Summary
Noninvasive prenatal testing (NIPT) provides an innovative method to detect genetic conditions in fetuses using a maternal blood sample, thus avoiding the risk of miscarriage associated with traditional invasive procedures. Since 80% of rare diseases are genetic diseases, NIPT has the potential to detect rare genetic diseases early on and it has been used in many countries and regions. Since China has the world's largest population of patients with rare diseases, NIPT has been implemented in China since 2010. However, the regulations governing NIPT in China are weak and NIPT oversight and research are still lacking. Strict registration is needed to ensure the quality of NIPT, additional certification can help a developer/manufacturer of an NIPT test to compile clinical data and to improve innovation, and academic societies can provide committee opinions that are suited to the current situation in China. These efforts may improve regulations governing NIPT and NIPT oversight and research in China. With these improvements, NIPT may offer promise in terms of the early detection of rare diseases.
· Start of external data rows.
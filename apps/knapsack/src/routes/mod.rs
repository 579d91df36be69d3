pub mod health;

use axum::{
    routing::{get, post},
    Router,
};

use crate::errors::AppError;
use crate::solver::handlers;
use crate::state::AppState;

async fn not_found() -> AppError {
    AppError::NotFound("The page you are looking for does not exist.".to_string())
}

pub fn build_router(state: AppState) -> Router {
    Router::new()
        .route("/health", get(health::health_handler))
        .route("/solve", post(handlers::handle_solve))
        .route("/results", post(handlers::handle_results))
        .route("/generate", get(handlers::handle_generate))
        .fallback(not_found)
        .with_state(state)
}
Keywords: Premarket notification, Laboratory Developed Tests (LDTs), Clinical Laboratory Improvement Amendments (CLIA), Committee opinion
On February 12, 2014, Ariosa Diagnostics, Inc. obtained licensure approval from New York for Harmony™ noninvasive prenatal testing (NIPT) (1). This testing uses fetal genetic material obtained from a maternal blood sample to carry out genetic sequencing in order to detect certain genetic conditions during pregnancy based on the discovery of free fetal DNA in maternal plasma (2). NIPT offers advantages compared to traditional invasive procedures. NIPT can be performed with a maternal blood sample, which means that it is not associated with a risk of miscarriage. This aspect also means that NIPT is better suited to screening (3). Therefore, NIPT is likely to serve as a tool to screen for genetic defects in fetuses without risking a miscarriage.
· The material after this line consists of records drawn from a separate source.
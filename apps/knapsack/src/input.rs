//! Parsing of the raw comma-separated form fields.
//!
//! Shared by the server (`/solve`) and the client-side validator so both ends
//! agree on what a well-formed number list is.

use thiserror::Error;

#[derive(Debug, Clone, PartialEq, Error)]
pub enum InputError {
    #[error("'{token}' is not a number")]
    Malformed { token: String },

    #[error("{value} is not greater than 0")]
    NotPositive { value: f64 },

    #[error("{values} values but {volumes} volumes")]
    LengthMismatch { values: usize, volumes: usize },
}

/// Parses a single numeric token. Surrounding whitespace is ignored; empty
/// tokens, non-numbers and non-finite numbers are malformed.
pub fn parse_number(token: &str) -> Result<f64, InputError> {
    let trimmed = token.trim();
    trimmed
        .parse::<f64>()
        .ok()
        .filter(|n| n.is_finite())
        .ok_or_else(|| InputError::Malformed {
            token: trimmed.to_string(),
        })
}

/// Splits on `,` and parses every token. Sign is not checked.
pub fn parse_numbers(text: &str) -> Result<Vec<f64>, InputError> {
    text.split(',').map(parse_number).collect()
}

/// Like [`parse_numbers`], but every number must be strictly positive.
pub fn parse_positive_numbers(text: &str) -> Result<Vec<f64>, InputError> {
    let numbers = parse_numbers(text)?;
    ensure_positive(&numbers)?;
    Ok(numbers)
}

/// Parses a scalar that must be strictly positive (the capacity field).
pub fn parse_positive_number(text: &str) -> Result<f64, InputError> {
    let n = parse_number(text)?;
    ensure_positive(&[n])?;
    Ok(n)
}

pub fn ensure_positive(numbers: &[f64]) -> Result<(), InputError> {
    match numbers.iter().find(|n| **n <= 0.0) {
        Some(&value) => Err(InputError::NotPositive { value }),
        None => Ok(()),
    }
}

pub fn ensure_same_length(values: &[f64], volumes: &[f64]) -> Result<(), InputError> {
    if values.len() != volumes.len() {
        return Err(InputError::LengthMismatch {
            values: values.len(),
            volumes: volumes.len(),
        });
    }
    Ok(())
}

/// Joins numbers back into a form field. Whole numbers print without `.0`.
pub fn join_numbers(numbers: &[f64]) -> String {
    numbers
        .iter()
        .map(|n| n.to_string())
        .collect::<Vec<_>>()
        .join(",")
}

#[cfg(test)]
mod tests {
    use super::*;

    #[test]
    fn test_parse_numbers_trims_whitespace() {
        assert_eq!(parse_numbers(" 1, 2.5 ,3").unwrap(), vec![1.0, 2.5, 3.0]);
    }

    #[test]
    fn test_parse_numbers_rejects_word() {
        assert_eq!(
            parse_numbers("1,abc,3"),
            Err(InputError::Malformed {
                token: "abc".to_string()
            })
        );
    }

    #[test]
    fn test_parse_numbers_rejects_empty_token() {
        assert!(matches!(
            parse_numbers("1,,3"),
            Err(InputError::Malformed { .. })
        ));
        assert!(parse_numbers("").is_err());
    }

    #[test]
    fn test_parse_numbers_rejects_non_finite() {
        assert!(parse_numbers("1,inf").is_err());
        assert!(parse_numbers("NaN").is_err());
    }

    #[test]
    fn test_parse_positive_numbers_rejects_negative_and_zero() {
        assert_eq!(
            parse_positive_numbers("1,-2,3"),
            Err(InputError::NotPositive { value: -2.0 })
        );
        assert!(parse_positive_numbers("0").is_err());
    }

    #[test]
    fn test_parse_positive_number_capacity() {
        assert_eq!(parse_positive_number("10").unwrap(), 10.0);
        assert!(parse_positive_number("-1").is_err());
        assert!(parse_positive_number("1,2").is_err());
    }

    #[test]
    fn test_ensure_same_length() {
        assert!(ensure_same_length(&[1.0, 2.0], &[3.0, 4.0]).is_ok());
        assert_eq!(
            ensure_same_length(&[1.0], &[3.0, 4.0]),
            Err(InputError::LengthMismatch {
                values: 1,
                volumes: 2
            })
        );
    }

    #[test]
    fn test_join_numbers_drops_trailing_zero_fraction() {
        assert_eq!(join_numbers(&[1.0, 2.0]), "1,2");
        assert_eq!(join_numbers(&[1.5, 10.0]), "1.5,10");
    }
}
Since 80% of rare diseases are genetic diseases (4), any method that can help to detect genetic conditions can be seen as a possible way to respond to rare diseases. Earlier diagnosis and treatment of diseases like phenylketonuria can mean a better prognosis (5–7). Therefore, prenatal testing is more likely to help improve the treatment of rare diseases than newborn testing, and this is especially true for rare diseases (5,6,8). As mentioned earlier, NIPT avoids the risk of miscarriage associated with traditional invasive procedures, and this aspect means that NIPT is more likely to detect rare genetic diseases early on. Currently, NIPT is focused on detecting genetic diseases such as Trisomy 21, 18, and 13, Turner syndrome, 22q11.2 deletion syndrome, and 1p36 deletion syndrome, all of which are rare genetic diseases.
China is a country with the world's largest population of patients with rare diseases (7), and China faces huge challenges in responding to rare diseases. Faced with these challenges, China has adopted several strategies to improve the healthcare of patients with rare diseases, including reimbursement of medical expenses for children with congenital heart disease and leukemia (9) and a new born screening program (5,10). As NIPT has matured, this technology has been marketed (11,12) (Table 1). NIPT has been implemented in China since May 2010, and most NIPT technology is from US companies (22). In China, NIPT can test for Trisomy 21, 18, and 13 just as NIPT in Europe can, but NIPT in the US can test for 4 more conditions (Turner syndrome, Triploidy detection, 22q 11.2 deletion syndrome, and 1p36 deletion syndrome). China has the largest number of tested samples, approximately twice the number in the US and 33 times that in Europe, which shows that China has a large market for NIPT.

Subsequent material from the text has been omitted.